Kharms é perigoso e escreve como quem lança bombas; desde a primeira palavra, tudo aponta para o desastre — um desastre formidável mas também bastante cómico. E desagradável; desagradável é uma propriedade que Kharms usa como se fosse uma écharpe esvoaçando enquanto ele conduz um descapotável vermelho em excesso de velocidade (é curioso como estas histórias nos deixam impressões visuais tão fortes e tão despropositadas).

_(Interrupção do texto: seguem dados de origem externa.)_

// Integration tests for the REST provider against a local axum backend.
#![cfg(feature = "http")]

use axum::{
    extract::{Path, State},
    http::{HeaderMap, StatusCode},
    response::IntoResponse,
    routing::{delete, get},
    Json, Router,
};
use gpu_race_common::CreateErrorKind;
use gpu_race_providers::http::HttpProvider;
use gpu_race_providers::{InstanceProvider, ProvisioningClient};
use serde_json::{json, Value};
use std::sync::{Arc, Mutex};
use std::time::Duration;

const TOKEN: &str = "test-token";

#[derive(Clone, Default)]
struct Backend {
    created: Arc<Mutex<Vec<Value>>>,
    deleted: Arc<Mutex<Vec<String>>>,
}

fn authorized(headers: &HeaderMap) -> bool {
    headers
        .get("authorization")
        .and_then(|h| h.to_str().ok())
        .map(|h| h == format!("Bearer {}", TOKEN))
        .unwrap_or(false)
}

async fn create(
    State(backend): State<Backend>,
    headers: HeaderMap,
    Json(body): Json<Value>,
) -> impl IntoResponse {
    if !authorized(&headers) {
        return (StatusCode::UNAUTHORIZED, Json(json!({"error": "unauthorized"})));
    }
    backend.created.lock().unwrap().push(body.clone());
    match body["offer_id"].as_u64() {
        Some(13) => (
            StatusCode::BAD_REQUEST,
            Json(json!({"success": false, "detail": "Offer no longer available"})),
        ),
        Some(14) => (
            StatusCode::OK,
            Json(json!({"success": true, "instance_id": "inst-14"})),
        ),
        Some(id) => (StatusCode::OK, Json(json!({"success": true, "id": 9000 + id}))),
        None => (StatusCode::UNPROCESSABLE_ENTITY, Json(json!({"detail": "missing offer_id"}))),
    }
}

async fn list(headers: HeaderMap) -> impl IntoResponse {
    if !authorized(&headers) {
        return (StatusCode::UNAUTHORIZED, Json(json!({"error": "unauthorized"})));
    }
    (
        StatusCode::OK,
        Json(json!({
            "instances": [
                {"id": 9001, "actual_status": "loading", "ssh_host": "ssh1.host", "ssh_port": 40001},
                {"id": null, "actual_status": "running"},
                {"id": 9002, "actual_status": null, "ssh_host": null, "ssh_port": null}
            ]
        })),
    )
}

async fn remove(State(backend): State<Backend>, Path(id): Path<String>) -> StatusCode {
    if id == "404" {
        return StatusCode::NOT_FOUND;
    }
    if id == "500" {
        return StatusCode::INTERNAL_SERVER_ERROR;
    }
    backend.deleted.lock().unwrap().push(id);
    StatusCode::OK
}

async fn spawn_backend() -> (String, Backend) {
    let backend = Backend::default();
    let app = Router::new()
        .route("/instances", get(list).post(create))
        .route("/instances/{id}", delete(remove))
        .with_state(backend.clone());
    let listener = tokio::net::TcpListener::bind("127.0.0.1:0").await.unwrap();
    let addr = listener.local_addr().unwrap();
    tokio::spawn(async move {
        axum::serve(listener, app).await.unwrap();
    });
    (format!("http://{}", addr), backend)
}

fn client_for(base_url: &str, token: &str) -> ProvisioningClient {
    let provider = HttpProvider::new(base_url.to_string(), token.to_string()).unwrap();
    ProvisioningClient::new(Arc::new(provider), Duration::from_secs(5))
}

#[tokio::test]
async fn create_sends_contract_body_and_parses_ids() {
    let (url, backend) = spawn_backend().await;
    let client = client_for(&url, TOKEN);

    let id = client.create_instance(7, 40.0, "race-abc-r1-7").await.unwrap();
    assert_eq!(id, "9007");
    let id = client.create_instance(14, 40.0, "race-abc-r1-14").await.unwrap();
    assert_eq!(id, "inst-14");

    let created = backend.created.lock().unwrap().clone();
    assert_eq!(
        created[0],
        json!({"offer_id": 7, "disk_size": 40.0, "label": "race-abc-r1-7"})
    );
}

#[tokio::test]
async fn create_errors_are_classified() {
    let (url, _backend) = spawn_backend().await;

    let err = client_for(&url, TOKEN)
        .create_instance(13, 40.0, "x")
        .await
        .unwrap_err();
    assert_eq!(err.kind, CreateErrorKind::Unavailable);
    assert!(err.message.contains("status=400"));

    let err = client_for(&url, "wrong")
        .create_instance(7, 40.0, "x")
        .await
        .unwrap_err();
    assert_eq!(err.kind, CreateErrorKind::Auth);
}

#[tokio::test]
async fn network_failure_is_classified() {
    // Nothing listens on port 9 locally.
    let err = client_for("http://127.0.0.1:9", TOKEN)
        .create_instance(7, 40.0, "x")
        .await
        .unwrap_err();
    assert!(
        matches!(err.kind, CreateErrorKind::Network | CreateErrorKind::Timeout),
        "unexpected kind {:?}: {}",
        err.kind,
        err.message
    );
}

#[tokio::test]
async fn list_parses_instances_and_skips_bad_rows() {
    let (url, _backend) = spawn_backend().await;
    let instances = client_for(&url, TOKEN).list_instances().await.unwrap();
    assert_eq!(instances.len(), 2);
    assert_eq!(instances[0].id, "9001");
    assert_eq!(instances[0].actual_status.as_deref(), Some("loading"));
    assert_eq!(instances[0].ssh_port, Some(40001));
    assert_eq!(instances[1].actual_status, None);

    assert!(client_for(&url, "wrong").list_instances().await.is_err());
}

#[tokio::test]
async fn delete_is_best_effort() {
    let (url, backend) = spawn_backend().await;
    let client = client_for(&url, TOKEN);

    assert!(client.delete_instance("9001").await);
    assert!(client.delete_instance("404").await);
    assert!(!client.delete_instance("500").await);
    assert_eq!(backend.deleted.lock().unwrap().clone(), vec!["9001".to_string()]);

    let provider = HttpProvider::new(url, TOKEN.to_string()).unwrap();
    assert!(!provider.delete_instance("404").await.unwrap());
    assert!(provider.delete_instance("500").await.is_err());
}
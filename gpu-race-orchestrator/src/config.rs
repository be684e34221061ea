use gpu_race_common::Offer;
use std::env;
use std::str::FromStr;
use std::time::Duration;
use tracing::warn;

pub const DEFAULT_LISTEN_ADDR: &str = "0.0.0.0:8004";

/// Race tuning. `Default` is the dedicated provisioning page variant;
/// [`RaceConfig::dashboard`] is the slower variant embedded in the dashboard.
#[derive(Debug, Clone, PartialEq)]
pub struct RaceConfig {
    /// Offers raced in parallel per round.
    pub max_candidates: usize,
    pub max_rounds: u32,
    pub poll_interval: Duration,
    /// Wall-clock budget of one round (creation + polling).
    pub timeout: Duration,
    /// Stagger between create dispatches.
    pub create_delay: Duration,
    /// Upper bound for the disk requested on create.
    pub disk_size_gb: f64,
    /// Bound on every single provider call.
    pub request_timeout: Duration,
}

impl Default for RaceConfig {
    fn default() -> Self {
        Self {
            max_candidates: 5,
            max_rounds: 3,
            poll_interval: Duration::from_millis(2000),
            timeout: Duration::from_millis(15_000),
            create_delay: Duration::from_millis(300),
            disk_size_gb: 50.0,
            request_timeout: Duration::from_secs(20),
        }
    }
}

impl RaceConfig {
    pub fn dashboard() -> Self {
        Self {
            poll_interval: Duration::from_millis(3000),
            timeout: Duration::from_secs(5 * 60),
            ..Self::default()
        }
    }

    pub fn from_env() -> Self {
        Self::from_lookup(|key| env::var(key).ok())
    }

    /// Builds the config from an arbitrary key lookup (env in production).
    /// Invalid or zero values keep the preset value.
    pub fn from_lookup(lookup: impl Fn(&str) -> Option<String>) -> Self {
        let base = match lookup("RACE_PRESET")
            .map(|s| s.trim().to_ascii_lowercase())
            .as_deref()
        {
            Some("dashboard") => Self::dashboard(),
            Some("dedicated") | Some("") | None => Self::default(),
            Some(other) => {
                warn!("⚠️ [config] Unknown RACE_PRESET={}, using dedicated", other);
                Self::default()
            }
        };

        Self {
            max_candidates: positive(&lookup, "RACE_MAX_CANDIDATES").unwrap_or(base.max_candidates),
            max_rounds: positive(&lookup, "RACE_MAX_ROUNDS").unwrap_or(base.max_rounds),
            poll_interval: millis(&lookup, "RACE_POLL_INTERVAL_MS").unwrap_or(base.poll_interval),
            timeout: millis(&lookup, "RACE_TIMEOUT_MS").unwrap_or(base.timeout),
            create_delay: create_delay(&lookup).unwrap_or(base.create_delay),
            disk_size_gb: positive(&lookup, "RACE_DISK_SIZE_GB").unwrap_or(base.disk_size_gb),
            request_timeout: millis(&lookup, "RACE_REQUEST_TIMEOUT_MS")
                .unwrap_or(base.request_timeout),
        }
    }

    /// Disk requested for `offer`: never more than the offer advertises.
    pub fn disk_size_for(&self, offer: &Offer) -> f64 {
        match offer.disk_space_gb {
            Some(available) if available > 0.0 => self.disk_size_gb.min(available),
            _ => self.disk_size_gb,
        }
    }
}

pub fn listen_addr() -> String {
    env::var("RACE_LISTEN_ADDR")
        .ok()
        .map(|s| s.trim().to_string())
        .filter(|s| !s.is_empty())
        .unwrap_or_else(|| DEFAULT_LISTEN_ADDR.to_string())
}

fn positive<T>(lookup: &impl Fn(&str) -> Option<String>, key: &str) -> Option<T>
where
    T: FromStr + PartialOrd + Default,
{
    let raw = lookup(key)?;
    match raw.trim().parse::<T>() {
        Ok(value) if value > T::default() => Some(value),
        _ => {
            warn!("⚠️ [config] Ignoring {}={:?} (expected a positive number)", key, raw);
            None
        }
    }
}

fn millis(lookup: &impl Fn(&str) -> Option<String>, key: &str) -> Option<Duration> {
    positive::<u64>(lookup, key).map(Duration::from_millis)
}

// Zero is a valid stagger (dispatch everything at once).
fn create_delay(lookup: &impl Fn(&str) -> Option<String>) -> Option<Duration> {
    let raw = lookup("RACE_CREATE_DELAY_MS")?;
    match raw.trim().parse::<u64>() {
        Ok(ms) => Some(Duration::from_millis(ms)),
        Err(_) => {
            warn!("⚠️ [config] Ignoring RACE_CREATE_DELAY_MS={:?}", raw);
            None
        }
    }
}
// HTTP adapter tests. The engine runs against the mock marketplace with a
// fast config so races finish in milliseconds.

use axum_test::TestServer;
use gpu_race_orchestrator::routes::{create_router, AppState};
use gpu_race_orchestrator::{RaceConfig, RaceEngine};
use gpu_race_providers::mock::{MockProvider, OfferScript};
use gpu_race_providers::ProvisioningClient;
use serde_json::{json, Value};
use std::sync::Arc;
use std::time::Duration;

fn fast_config() -> RaceConfig {
    RaceConfig {
        poll_interval: Duration::from_millis(20),
        timeout: Duration::from_secs(5),
        create_delay: Duration::ZERO,
        request_timeout: Duration::from_secs(2),
        ..RaceConfig::default()
    }
}

fn test_server(script: OfferScript) -> (TestServer, Arc<AppState>, Arc<MockProvider>) {
    let mock = Arc::new(MockProvider::new().with_default_script(script));
    let config = fast_config();
    let client = ProvisioningClient::new(mock.clone(), config.request_timeout);
    let state = Arc::new(AppState {
        engine: RaceEngine::new(client, config),
    });
    let server = TestServer::new(create_router(state.clone())).unwrap();
    (server, state, mock)
}

fn offers_body(ids: &[u64]) -> Value {
    let offers: Vec<Value> = ids
        .iter()
        .map(|id| json!({"id": id, "gpu_name": "RTX 4090", "dph_total": 0.4}))
        .collect();
    json!({ "offers": offers })
}

#[tokio::test]
async fn test_health_and_idle_view() {
    let (server, _state, _mock) = test_server(OfferScript::default());

    let response = server.get("/health").await;
    assert_eq!(response.status_code(), 200);
    assert_eq!(response.text(), "OK");

    let response = server.get("/race").await;
    assert_eq!(response.status_code(), 200);
    let body: Value = response.json();
    assert_eq!(body["status"], "idle");
    assert_eq!(body["status_label"], "Aguardando");
    assert_eq!(body["max_rounds"], 3);
}

#[tokio::test]
async fn test_race_lifecycle() {
    let (server, state, mock) = test_server(OfferScript::statuses(&["created", "running"]));

    let response = server.post("/race").json(&json!({"offers": []})).await;
    assert_eq!(response.status_code(), 400);

    let response = server.post("/race").json(&offers_body(&[11, 12])).await;
    assert_eq!(response.status_code(), 202);
    let body: Value = response.json();
    assert_eq!(body["status"], "racing");
    assert_eq!(body["status_label"], "Provisionando");

    let response = server.post("/race").json(&offers_body(&[13])).await;
    assert_eq!(response.status_code(), 409);

    let race = state.engine.wait_until_settled().await;
    let winner_offer = race.winner.unwrap().offer_id;

    let body: Value = server.get("/race").await.json();
    assert_eq!(body["status"], "completed");
    assert_eq!(body["progress"], 100);
    assert_eq!(body["winner"]["offer_id"], winner_offer);
    assert_eq!(body["winner"]["phase_label"], "Pronta");

    let response = server.post("/race/complete").await;
    assert_eq!(response.status_code(), 200);
    let winner: Value = response.json();
    assert_eq!(winner["offer_id"], winner_offer);
    assert_eq!(winner["phase"], "running");

    let body: Value = server.post("/race/reset").await.json();
    assert_eq!(body["status"], "idle");

    // Loser deletes run in the background.
    tokio::time::sleep(Duration::from_millis(20)).await;
    assert_eq!(mock.live_instances().len(), 1);
}

#[tokio::test]
async fn test_cancel_is_idempotent() {
    let (server, _state, mock) = test_server(OfferScript::statuses(&["created"]));

    let response = server.post("/race/complete").await;
    assert_eq!(response.status_code(), 409);

    let response = server.post("/race").json(&offers_body(&[21, 22, 23])).await;
    assert_eq!(response.status_code(), 202);
    tokio::time::sleep(Duration::from_millis(50)).await;

    let body: Value = server.post("/race/cancel").await.json();
    assert_eq!(body["status"], "cancelled");
    let body: Value = server.post("/race/cancel").await.json();
    assert_eq!(body["status"], "cancelled");

    assert!(mock.live_instances().is_empty());
    assert_eq!(mock.deleted().len(), mock.create_calls().len());
}
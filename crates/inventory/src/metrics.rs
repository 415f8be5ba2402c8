//! Derived dashboard metrics.

use rust_decimal::Decimal;

use crate::models::Product;

/// Aggregates shown on the dashboard.
///
/// A pure snapshot over the product collection, recomputed on every call;
/// there is no caching or incremental maintenance to invalidate.
#[derive(Debug, Clone, PartialEq, Eq, Default)]
pub struct DashboardMetrics {
    /// Number of products.
    pub total_products: usize,
    /// Products at or below their reorder threshold. Zero-stock products
    /// are included.
    pub low_stock: usize,
    /// Products with no stock on hand.
    pub out_of_stock: usize,
    /// Total value of stock on hand: sum of stock times unit price.
    pub total_stock_value: Decimal,
}

impl DashboardMetrics {
    /// Compute metrics over the current product collection.
    #[must_use]
    pub fn compute(products: &[Product]) -> Self {
        let total_stock_value = products
            .iter()
            .map(|p| Decimal::from(p.stock) * p.price.amount())
            .sum();
        Self {
            total_products: products.len(),
            low_stock: products.iter().filter(|p| p.stock <= p.min_stock).count(),
            out_of_stock: products.iter().filter(|p| p.stock == 0).count(),
            total_stock_value,
        }
    }
}

#[cfg(test)]
#[allow(clippy::unwrap_used)]
mod tests {
    use stockbook_core::Price;

    use super::*;
    use crate::models::ProductInput;

    fn product(stock: u32, min_stock: u32, price: i64) -> Product {
        Product::new(ProductInput {
            name: "Kopi".to_string(),
            category: "Minuman".to_string(),
            stock,
            unit: "pcs".to_string(),
            min_stock,
            price: Price::new(Decimal::from(price)).unwrap(),
        })
    }

    #[test]
    fn test_empty_collection_is_all_zero() {
        let metrics = DashboardMetrics::compute(&[]);
        assert_eq!(metrics, DashboardMetrics::default());
    }

    #[test]
    fn test_stock_at_threshold_counts_as_low() {
        let metrics = DashboardMetrics::compute(&[product(5, 5, 1000)]);
        assert_eq!(metrics.total_products, 1);
        assert_eq!(metrics.low_stock, 1);
        assert_eq!(metrics.out_of_stock, 0);
        assert_eq!(metrics.total_stock_value, Decimal::from(5000));
    }

    #[test]
    fn test_zero_threshold_counts_only_exhausted_products() {
        let products = [product(0, 0, 100), product(1, 0, 100)];
        let metrics = DashboardMetrics::compute(&products);
        assert_eq!(metrics.low_stock, 1);
        assert_eq!(metrics.out_of_stock, 1);
    }

    #[test]
    fn test_out_of_stock_is_also_low() {
        let products = [product(0, 3, 100)];
        let metrics = DashboardMetrics::compute(&products);
        assert_eq!(metrics.low_stock, 1);
        assert_eq!(metrics.out_of_stock, 1);
    }

    #[test]
    fn test_stock_value_sums_across_products() {
        let products = [product(2, 0, 250), product(3, 0, 100)];
        let metrics = DashboardMetrics::compute(&products);
        assert_eq!(metrics.total_stock_value, Decimal::from(800));
    }

    #[test]
    fn test_fractional_prices_keep_precision() {
        let mut item = product(3, 0, 0);
        item.price = Price::new(Decimal::new(1999, 2)).unwrap();
        let metrics = DashboardMetrics::compute(&[item]);
        assert_eq!(metrics.total_stock_value, Decimal::new(5997, 2));
    }
}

Tentei escolher um texto preferido, mas a tarefa revelou-se difícil. Gosto de alguns pela concisão, de outros pelo inesperado, pelo tom macabro ou pelos finais abruptos. Escolhi "Púchkin e Gogol" nem sei bem porquê — enfim, aqueles dois tropeçando sucessivamente um no outro parecem um número de music-hall e fazem-me rir imenso. Depois troquei-o por "Um espectáculo falhado" — não um falhanço melhor mas um falhanço sem ambição, um genuíno fiasco vomitado. Bravo! A seguir foi a lengalenga musical d' "O matemático e Andrei Semionóvitch". E acabei nas últimas páginas a optar pel' "O impedimento" por causa dos diálogos e do ambiente sórdido? ameaçador? ainda Harold Pinter andava de calções.
Devia terminar aqui nas preferências, elogiar o trabalho gráfico do Luís Nobre (o título invertido na capa põe-nos logo de guarda para o que há de vir) e dos restantes destemidos da Flop, apelar à leitura compulsiva/recorrente de "Três horas esquerdas" e sair desta recensão com um corte implacável. Mas há mais uma coisa, o livro de Kharms deixa uma sensação esquisita dentro de nós, uma moideira, vem das palavras de Júlio Henriques sobre a vida de Kharms e permanece depois do riso e dos malabarismos; enterra-se e fere.
Cristina Fernandes.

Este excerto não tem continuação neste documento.